[Saved data entries]
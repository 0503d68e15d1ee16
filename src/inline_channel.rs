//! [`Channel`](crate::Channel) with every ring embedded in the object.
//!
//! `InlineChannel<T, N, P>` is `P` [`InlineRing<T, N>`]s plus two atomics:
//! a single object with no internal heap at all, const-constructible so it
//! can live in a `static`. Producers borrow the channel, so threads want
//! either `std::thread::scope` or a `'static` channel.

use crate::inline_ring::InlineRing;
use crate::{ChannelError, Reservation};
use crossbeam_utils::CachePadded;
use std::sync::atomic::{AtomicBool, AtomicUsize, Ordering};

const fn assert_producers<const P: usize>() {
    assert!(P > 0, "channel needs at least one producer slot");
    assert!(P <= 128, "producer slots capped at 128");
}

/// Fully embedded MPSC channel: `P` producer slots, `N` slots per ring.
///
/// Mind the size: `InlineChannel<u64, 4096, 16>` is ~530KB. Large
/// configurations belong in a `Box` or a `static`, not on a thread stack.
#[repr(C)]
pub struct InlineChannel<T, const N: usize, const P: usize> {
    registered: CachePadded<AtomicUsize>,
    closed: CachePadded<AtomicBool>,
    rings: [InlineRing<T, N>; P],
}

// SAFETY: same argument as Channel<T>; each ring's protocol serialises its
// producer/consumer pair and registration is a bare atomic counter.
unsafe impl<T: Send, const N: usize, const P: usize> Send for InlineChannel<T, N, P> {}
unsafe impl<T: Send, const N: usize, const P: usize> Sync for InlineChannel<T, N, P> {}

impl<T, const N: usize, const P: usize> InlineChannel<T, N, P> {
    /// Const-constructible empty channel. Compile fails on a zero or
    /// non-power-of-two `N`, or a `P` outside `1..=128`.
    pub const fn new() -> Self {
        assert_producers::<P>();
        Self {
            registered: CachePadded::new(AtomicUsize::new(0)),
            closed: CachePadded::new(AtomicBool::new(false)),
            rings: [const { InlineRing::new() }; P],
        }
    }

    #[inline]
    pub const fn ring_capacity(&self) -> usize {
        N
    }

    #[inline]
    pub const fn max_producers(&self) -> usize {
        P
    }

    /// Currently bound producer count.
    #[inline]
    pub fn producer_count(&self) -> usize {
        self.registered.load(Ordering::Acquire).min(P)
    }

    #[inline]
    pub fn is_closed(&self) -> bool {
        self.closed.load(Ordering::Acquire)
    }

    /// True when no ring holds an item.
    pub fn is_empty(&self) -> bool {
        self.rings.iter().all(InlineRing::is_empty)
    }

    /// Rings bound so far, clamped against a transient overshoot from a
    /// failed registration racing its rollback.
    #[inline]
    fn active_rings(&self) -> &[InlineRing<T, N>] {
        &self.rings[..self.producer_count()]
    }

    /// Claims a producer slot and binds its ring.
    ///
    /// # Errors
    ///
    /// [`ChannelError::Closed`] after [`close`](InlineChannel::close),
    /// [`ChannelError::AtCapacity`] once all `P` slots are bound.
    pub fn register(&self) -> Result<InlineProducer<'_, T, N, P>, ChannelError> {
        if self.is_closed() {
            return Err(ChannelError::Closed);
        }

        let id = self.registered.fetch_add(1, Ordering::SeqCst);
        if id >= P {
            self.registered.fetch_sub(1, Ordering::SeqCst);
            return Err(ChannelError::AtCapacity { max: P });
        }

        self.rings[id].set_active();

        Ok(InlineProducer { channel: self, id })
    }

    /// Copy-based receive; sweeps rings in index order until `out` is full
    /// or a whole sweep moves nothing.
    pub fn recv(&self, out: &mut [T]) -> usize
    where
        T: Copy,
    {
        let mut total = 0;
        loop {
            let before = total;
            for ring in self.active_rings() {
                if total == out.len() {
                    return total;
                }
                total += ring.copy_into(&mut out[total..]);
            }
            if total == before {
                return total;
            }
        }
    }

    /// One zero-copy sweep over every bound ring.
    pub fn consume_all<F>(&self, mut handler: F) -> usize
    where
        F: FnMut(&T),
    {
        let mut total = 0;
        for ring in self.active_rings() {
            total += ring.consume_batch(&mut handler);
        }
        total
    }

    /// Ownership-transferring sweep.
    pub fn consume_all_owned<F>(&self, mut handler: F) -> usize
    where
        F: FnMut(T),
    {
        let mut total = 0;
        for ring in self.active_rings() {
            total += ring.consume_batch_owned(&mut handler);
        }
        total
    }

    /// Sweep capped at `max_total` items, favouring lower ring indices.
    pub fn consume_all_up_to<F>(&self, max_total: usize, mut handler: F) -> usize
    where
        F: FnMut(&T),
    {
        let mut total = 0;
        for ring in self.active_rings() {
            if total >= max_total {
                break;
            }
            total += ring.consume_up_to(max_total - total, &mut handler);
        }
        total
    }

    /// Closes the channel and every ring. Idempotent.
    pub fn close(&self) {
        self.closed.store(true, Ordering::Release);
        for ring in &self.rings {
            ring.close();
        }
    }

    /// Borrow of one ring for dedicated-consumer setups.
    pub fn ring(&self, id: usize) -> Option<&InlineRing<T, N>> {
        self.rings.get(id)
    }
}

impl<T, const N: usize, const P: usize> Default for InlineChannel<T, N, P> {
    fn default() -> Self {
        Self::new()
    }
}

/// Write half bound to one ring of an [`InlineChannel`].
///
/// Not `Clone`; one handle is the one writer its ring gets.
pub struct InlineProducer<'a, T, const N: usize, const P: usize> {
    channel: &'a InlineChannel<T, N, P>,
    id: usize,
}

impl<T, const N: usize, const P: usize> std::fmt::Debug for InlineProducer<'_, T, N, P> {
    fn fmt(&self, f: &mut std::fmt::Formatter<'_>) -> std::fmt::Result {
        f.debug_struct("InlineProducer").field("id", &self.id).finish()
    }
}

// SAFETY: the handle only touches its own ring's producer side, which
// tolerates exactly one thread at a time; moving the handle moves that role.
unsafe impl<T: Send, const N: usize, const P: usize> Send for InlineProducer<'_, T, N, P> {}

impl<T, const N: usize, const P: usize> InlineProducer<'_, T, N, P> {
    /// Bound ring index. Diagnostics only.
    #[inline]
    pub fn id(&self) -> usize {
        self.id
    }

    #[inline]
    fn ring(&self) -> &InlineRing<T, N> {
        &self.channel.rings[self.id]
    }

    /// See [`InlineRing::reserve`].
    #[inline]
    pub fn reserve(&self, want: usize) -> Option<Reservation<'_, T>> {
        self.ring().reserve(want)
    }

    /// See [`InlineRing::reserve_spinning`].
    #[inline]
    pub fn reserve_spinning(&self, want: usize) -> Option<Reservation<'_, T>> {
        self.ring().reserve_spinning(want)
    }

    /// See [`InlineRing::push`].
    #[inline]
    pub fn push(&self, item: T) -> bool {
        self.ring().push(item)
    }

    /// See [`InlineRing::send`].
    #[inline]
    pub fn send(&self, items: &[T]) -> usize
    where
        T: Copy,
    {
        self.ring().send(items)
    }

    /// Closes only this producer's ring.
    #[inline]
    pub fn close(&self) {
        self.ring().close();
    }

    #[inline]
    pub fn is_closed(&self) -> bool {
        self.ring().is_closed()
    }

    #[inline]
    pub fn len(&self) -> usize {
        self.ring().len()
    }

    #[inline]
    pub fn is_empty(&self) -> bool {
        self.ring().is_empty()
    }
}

==

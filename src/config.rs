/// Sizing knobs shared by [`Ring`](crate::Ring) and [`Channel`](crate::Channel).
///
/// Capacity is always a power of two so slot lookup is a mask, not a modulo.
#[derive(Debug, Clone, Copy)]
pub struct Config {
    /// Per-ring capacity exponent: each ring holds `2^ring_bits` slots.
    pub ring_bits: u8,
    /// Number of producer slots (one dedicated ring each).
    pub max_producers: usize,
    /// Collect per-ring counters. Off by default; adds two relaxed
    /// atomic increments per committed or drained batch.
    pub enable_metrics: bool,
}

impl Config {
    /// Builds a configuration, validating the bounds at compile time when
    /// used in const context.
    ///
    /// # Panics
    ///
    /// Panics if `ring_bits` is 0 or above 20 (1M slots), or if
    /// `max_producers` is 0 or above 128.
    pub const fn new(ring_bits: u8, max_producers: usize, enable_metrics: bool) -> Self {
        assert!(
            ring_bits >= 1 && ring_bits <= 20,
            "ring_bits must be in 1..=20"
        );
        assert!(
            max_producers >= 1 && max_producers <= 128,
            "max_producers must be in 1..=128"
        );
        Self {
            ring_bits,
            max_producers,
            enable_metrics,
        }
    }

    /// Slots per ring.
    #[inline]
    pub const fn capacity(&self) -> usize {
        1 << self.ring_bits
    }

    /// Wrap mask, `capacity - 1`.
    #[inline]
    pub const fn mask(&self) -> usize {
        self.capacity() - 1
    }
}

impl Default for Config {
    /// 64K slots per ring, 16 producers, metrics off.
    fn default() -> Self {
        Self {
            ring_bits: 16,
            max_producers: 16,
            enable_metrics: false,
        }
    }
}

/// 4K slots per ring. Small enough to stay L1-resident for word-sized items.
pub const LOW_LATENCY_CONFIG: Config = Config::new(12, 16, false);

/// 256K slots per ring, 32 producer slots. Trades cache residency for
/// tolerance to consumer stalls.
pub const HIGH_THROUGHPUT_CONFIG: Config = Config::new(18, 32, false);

...

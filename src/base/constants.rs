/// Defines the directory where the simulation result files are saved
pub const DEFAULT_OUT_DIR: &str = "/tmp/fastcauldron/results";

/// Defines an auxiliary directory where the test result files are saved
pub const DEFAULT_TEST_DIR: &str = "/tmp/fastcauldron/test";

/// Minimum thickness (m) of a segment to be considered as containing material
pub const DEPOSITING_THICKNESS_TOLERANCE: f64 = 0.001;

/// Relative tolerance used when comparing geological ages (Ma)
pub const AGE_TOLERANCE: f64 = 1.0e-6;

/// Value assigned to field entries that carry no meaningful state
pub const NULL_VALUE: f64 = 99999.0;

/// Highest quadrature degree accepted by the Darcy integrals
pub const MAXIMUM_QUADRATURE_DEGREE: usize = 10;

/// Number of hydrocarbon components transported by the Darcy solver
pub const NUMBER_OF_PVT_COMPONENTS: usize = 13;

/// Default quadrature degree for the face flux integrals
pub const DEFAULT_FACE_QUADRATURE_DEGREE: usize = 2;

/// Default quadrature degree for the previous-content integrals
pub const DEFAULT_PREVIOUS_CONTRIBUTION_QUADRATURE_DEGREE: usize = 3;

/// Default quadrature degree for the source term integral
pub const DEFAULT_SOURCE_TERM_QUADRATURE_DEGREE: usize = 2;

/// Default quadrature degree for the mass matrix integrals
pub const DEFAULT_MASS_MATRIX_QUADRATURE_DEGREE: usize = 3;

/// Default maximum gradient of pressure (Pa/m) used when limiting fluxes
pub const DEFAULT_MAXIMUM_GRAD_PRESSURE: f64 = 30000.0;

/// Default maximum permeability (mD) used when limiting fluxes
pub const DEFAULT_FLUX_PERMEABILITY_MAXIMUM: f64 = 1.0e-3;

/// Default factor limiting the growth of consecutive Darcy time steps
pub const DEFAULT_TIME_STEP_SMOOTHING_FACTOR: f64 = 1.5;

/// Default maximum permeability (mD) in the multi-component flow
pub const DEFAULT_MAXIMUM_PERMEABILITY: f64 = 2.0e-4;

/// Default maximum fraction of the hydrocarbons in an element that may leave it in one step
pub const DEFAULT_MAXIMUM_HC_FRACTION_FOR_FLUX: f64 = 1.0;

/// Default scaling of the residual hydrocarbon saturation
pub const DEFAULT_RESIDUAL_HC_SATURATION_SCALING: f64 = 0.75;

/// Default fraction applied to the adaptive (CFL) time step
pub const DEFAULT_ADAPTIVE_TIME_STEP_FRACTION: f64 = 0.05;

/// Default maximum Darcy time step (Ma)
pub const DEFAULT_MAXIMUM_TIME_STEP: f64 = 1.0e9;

◆ PROBLEM ◆
The word "holds" may occur in lines of the records. Report how many such lines there are, giving only the number.

◆ RESULT FOR THIS TASK ◆
2